→ What is expected:
Determine how many of the lines below include "move", then respond with that number and no other text.

((

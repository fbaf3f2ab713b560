// Integration tests for multi-threading support in scene-importer
use scene_importer::{Importer, Scene, io::MemoryFileSystem};
use std::sync::{Arc, mpsc};
use std::thread;

const TRIANGLES: &str = "solid pair
facet normal 0 0 1
outer loop
vertex 0 0 0
vertex 1 0 0
vertex 0 1 0
endloop
endfacet
facet normal 0 0 1
outer loop
vertex 1 0 0
vertex 1 1 0
vertex 0 1 0
endloop
endfacet
endsolid pair
";

fn scene_with_objects(count: usize) -> String {
    let mut text = String::from("LWSC\n3\n");
    for _ in 0..count {
        text.push_str("LoadObject pair.stl\n");
    }
    text
}

// Test 1: Multiple threads processing the same scene
#[test]
fn test_shared_scene_processing() {
    let scene = Importer::new()
        .import_from_memory(TRIANGLES.as_bytes(), Some("stl"))
        .expect("stl");
    let scene = Arc::new(scene);

    let handles: Vec<_> = (0..4)
        .map(|thread_id| {
            let scene = Arc::clone(&scene);
            thread::spawn(move || {
                let vertices: usize = scene.meshes().map(|m| m.num_vertices()).sum();
                let faces: usize = scene.meshes().map(|m| m.num_faces()).sum();
                println!("  Thread {thread_id}: {vertices} vertices, {faces} faces");
                (vertices, faces)
            })
        })
        .collect();

    for handle in handles {
        assert_eq!(handle.join().expect("thread panicked"), (6, 2));
    }
}

// Test 2: Each thread runs its own multi-file import
#[test]
fn test_independent_imports() {
    let handles: Vec<_> = (1..=6)
        .map(|objects| {
            thread::spawn(move || {
                let fs = Arc::new(
                    MemoryFileSystem::new()
                        .with_file("scene.lws", scene_with_objects(objects))
                        .with_file("pair.stl", TRIANGLES),
                );
                let scene = Importer::new()
                    .read_file("scene.lws")
                    .with_file_system(fs.clone())
                    .import_file("scene.lws")
                    .expect("scene");
                assert_eq!(fs.open_count("pair.stl"), 1);
                (objects, scene)
            })
        })
        .collect();

    for handle in handles {
        let (objects, scene) = handle.join().expect("thread panicked");
        assert_eq!(scene.num_meshes(), objects);
        // generated names only depend on this import
        let last = format!("pair_({:08X})", 0x1000_0000 + objects - 1);
        assert!(scene.find_node(&last).is_some(), "{last}");
        assert!(scene.import_diagnostics().is_empty());
    }
}

// Test 3: Producer-Consumer pattern with scene data
#[test]
fn test_producer_consumer() {
    let (sender, receiver) = mpsc::channel::<Scene>();

    let producer = thread::spawn(move || {
        let importer = Importer::new();
        for _ in 0..3 {
            let scene = importer
                .import_from_memory(TRIANGLES.as_bytes(), Some("stl"))
                .expect("stl");
            sender.send(scene).expect("consumer alive");
        }
    });

    let consumer = thread::spawn(move || {
        receiver
            .iter()
            .map(|scene| scene.meshes().map(|m| m.num_faces()).sum::<usize>())
            .sum::<usize>()
    });

    producer.join().expect("producer panicked");
    assert_eq!(consumer.join().expect("consumer panicked"), 6);
}

// Test 4: One importer shared by reference across scoped threads
#[test]
fn test_shared_importer() {
    let importer = Importer::new();
    thread::scope(|scope| {
        for _ in 0..4 {
            scope.spawn(|| {
                let scene = importer
                    .import_from_memory(TRIANGLES.as_bytes(), Some("stl"))
                    .expect("stl");
                assert_eq!(scene.root_node().name(), "<STL_ASCII>");
            });
        }
    });
}

// Test 5: Compilation test for Send/Sync traits
#[test]
fn test_send_sync_compilation() {
    fn assert_send_sync<T: Send + Sync>() {}

    assert_send_sync::<scene_importer::Scene>();
    assert_send_sync::<scene_importer::node::Node<'static>>();
    assert_send_sync::<scene_importer::mesh::Mesh>();
    assert_send_sync::<scene_importer::Material>();
    assert_send_sync::<scene_importer::light::Light>();
    assert_send_sync::<scene_importer::camera::Camera>();
    assert_send_sync::<scene_importer::Bone>();
    assert_send_sync::<scene_importer::animation::Animation>();
    assert_send_sync::<scene_importer::Importer>();
    assert_send_sync::<scene_importer::io::MemoryFileSystem>();
}
//! Custom I/O system support
//!
//! Readers never open files themselves. The primary file and every file it
//! references are opened through a [`FileSystem`], so imports can run from
//! disk, from memory, or from an archive the caller provides.

use std::{
    collections::HashMap,
    sync::{Arc, Mutex},
};

use crate::error::{Error, Result};

/// Trait for custom file I/O implementations
pub trait FileSystem: std::fmt::Debug + Send + Sync {
    /// Check if a file exists
    fn exists(&self, path: &str) -> bool;

    /// Open a file for reading
    fn open(&self, path: &str) -> Result<Box<dyn FileStream>>;

    /// Get the directory separator character
    fn separator(&self) -> char {
        std::path::MAIN_SEPARATOR
    }
}

/// Trait for file stream operations
pub trait FileStream: Send {
    /// Read data from the stream
    fn read(&mut self, buffer: &mut [u8]) -> Result<usize>;

    /// Get the current position in the stream
    fn tell(&self) -> Result<u64>;

    /// Seek to a position in the stream
    fn seek(&mut self, position: u64) -> Result<()>;

    /// Get the size of the file
    fn size(&self) -> Result<u64>;
}

/// Open `path` and read it to the end
pub fn read_all(fs: &dyn FileSystem, path: &str) -> Result<Vec<u8>> {
    let mut stream = fs.open(path)?;
    let size = usize::try_from(stream.size()?)
        .map_err(|_| Error::io_error(format!("{path} is too large to load")))?;
    let mut data = vec![0u8; size];
    let mut filled = 0;
    while filled < size {
        match stream.read(&mut data[filled..])? {
            0 => break,
            n => filled += n,
        }
    }
    data.truncate(filled);
    Ok(data)
}

/// Directory part of `path` including the trailing separator, or "" if none
pub fn directory_of(path: &str) -> &str {
    match path.rfind(['/', '\\']) {
        Some(pos) => &path[..=pos],
        None => "",
    }
}

/// Lowercase extension of `path` without the dot
pub fn extension_of(path: &str) -> Option<String> {
    let file = &path[directory_of(path).len()..];
    file.rfind('.')
        .map(|pos| file[pos + 1..].to_ascii_lowercase())
        .filter(|ext| !ext.is_empty())
}

/// File name of `path` without directory and extension
pub fn base_name_of(path: &str) -> &str {
    let file = &path[directory_of(path).len()..];
    match file.rfind('.') {
        Some(pos) if pos > 0 => &file[..pos],
        _ => file,
    }
}

/// Collapse `.` and `..` segments and unify separators to `/`
pub fn normalize_path(path: &str) -> String {
    let unified = path.replace('\\', "/");
    let absolute = unified.starts_with('/');
    let mut parts: Vec<&str> = Vec::new();
    for part in unified.split('/') {
        match part {
            "" | "." => {}
            ".." => {
                if matches!(parts.last(), Some(&p) if p != "..") {
                    parts.pop();
                } else if !absolute {
                    parts.push("..");
                }
            }
            other => parts.push(other),
        }
    }
    let joined = parts.join("/");
    if absolute { format!("/{joined}") } else { joined }
}

/// Default file system implementation using std::fs
#[derive(Debug, Default, Clone, Copy)]
pub struct DefaultFileSystem;

impl FileSystem for DefaultFileSystem {
    fn exists(&self, path: &str) -> bool {
        std::path::Path::new(path).is_file()
    }

    fn open(&self, path: &str) -> Result<Box<dyn FileStream>> {
        let file = std::fs::File::open(path)
            .map_err(|e| Error::file_error(format!("unable to open {path}: {e}")))?;
        Ok(Box::new(StdFileStream::new(file)))
    }
}

/// File stream implementation using std::fs::File
pub struct StdFileStream {
    file: std::fs::File,
}

impl StdFileStream {
    fn new(file: std::fs::File) -> Self {
        Self { file }
    }
}

impl FileStream for StdFileStream {
    fn read(&mut self, buffer: &mut [u8]) -> Result<usize> {
        use std::io::Read;
        Ok(self.file.read(buffer)?)
    }

    fn tell(&self) -> Result<u64> {
        use std::io::Seek;
        let mut file = &self.file;
        Ok(file.stream_position()?)
    }

    fn seek(&mut self, position: u64) -> Result<()> {
        use std::io::{Seek, SeekFrom};
        self.file.seek(SeekFrom::Start(position))?;
        Ok(())
    }

    fn size(&self) -> Result<u64> {
        Ok(self.file.metadata()?.len())
    }
}

/// Memory-based file system for testing or embedded resources
///
/// Paths are compared after [`normalize_path`], so `a\b.ac`, `a/./b.ac` and
/// `a/c/../b.ac` all name the same file. Every successful `open` is counted.
#[derive(Debug, Default)]
pub struct MemoryFileSystem {
    files: HashMap<String, Arc<[u8]>>,
    opens: Mutex<HashMap<String, usize>>,
}

impl MemoryFileSystem {
    /// Create a new memory file system
    pub fn new() -> Self {
        Self::default()
    }

    /// Add a file to the memory file system
    pub fn add_file<S: AsRef<str>>(&mut self, path: S, data: impl Into<Vec<u8>>) {
        self.files
            .insert(normalize_path(path.as_ref()), Arc::from(data.into()));
    }

    /// Add a file from a shared byte buffer.
    pub fn add_file_shared<S: AsRef<str>>(&mut self, path: S, data: Arc<[u8]>) {
        self.files.insert(normalize_path(path.as_ref()), data);
    }

    /// Builder-style [`add_file`](Self::add_file)
    pub fn with_file<S: AsRef<str>>(mut self, path: S, data: impl Into<Vec<u8>>) -> Self {
        self.add_file(path, data);
        self
    }

    /// Get the number of files in the memory file system
    pub fn file_count(&self) -> usize {
        self.files.len()
    }

    /// How many times `path` has been opened
    pub fn open_count(&self, path: &str) -> usize {
        let opens = self.opens.lock().unwrap_or_else(|e| e.into_inner());
        opens.get(&normalize_path(path)).copied().unwrap_or(0)
    }
}

impl FileSystem for MemoryFileSystem {
    fn exists(&self, path: &str) -> bool {
        self.files.contains_key(&normalize_path(path))
    }

    fn open(&self, path: &str) -> Result<Box<dyn FileStream>> {
        let key = normalize_path(path);
        let data = self
            .files
            .get(&key)
            .ok_or_else(|| Error::file_error(format!("File not found: {path}")))?;
        let mut opens = self.opens.lock().unwrap_or_else(|e| e.into_inner());
        *opens.entry(key).or_insert(0) += 1;
        Ok(Box::new(ReadOnlyMemoryFileStream::new(data.clone())))
    }

    fn separator(&self) -> char {
        '/'
    }
}

/// Read-only memory file stream backed by a shared byte buffer.
#[derive(Clone)]
pub struct ReadOnlyMemoryFileStream {
    data: Arc<[u8]>,
    position: usize,
}

impl ReadOnlyMemoryFileStream {
    /// Create a new read-only memory file stream.
    pub fn new(data: Arc<[u8]>) -> Self {
        Self { data, position: 0 }
    }
}

impl FileStream for ReadOnlyMemoryFileStream {
    fn read(&mut self, buffer: &mut [u8]) -> Result<usize> {
        let available = self.data.len().saturating_sub(self.position);
        let to_read = buffer.len().min(available);

        if to_read > 0 {
            buffer[..to_read].copy_from_slice(&self.data[self.position..self.position + to_read]);
            self.position += to_read;
        }

        Ok(to_read)
    }

    fn tell(&self) -> Result<u64> {
        Ok(self.position as u64)
    }

    fn seek(&mut self, position: u64) -> Result<()> {
        let position = usize::try_from(position)
            .map_err(|_| Error::io_error("Seek position too large"))?;
        if position > self.data.len() {
            return Err(Error::io_error("Seek position beyond end of file"));
        }
        self.position = position;
        Ok(())
    }

    fn size(&self) -> Result<u64> {
        Ok(self.data.len() as u64)
    }
}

))

→ Result of the task:
4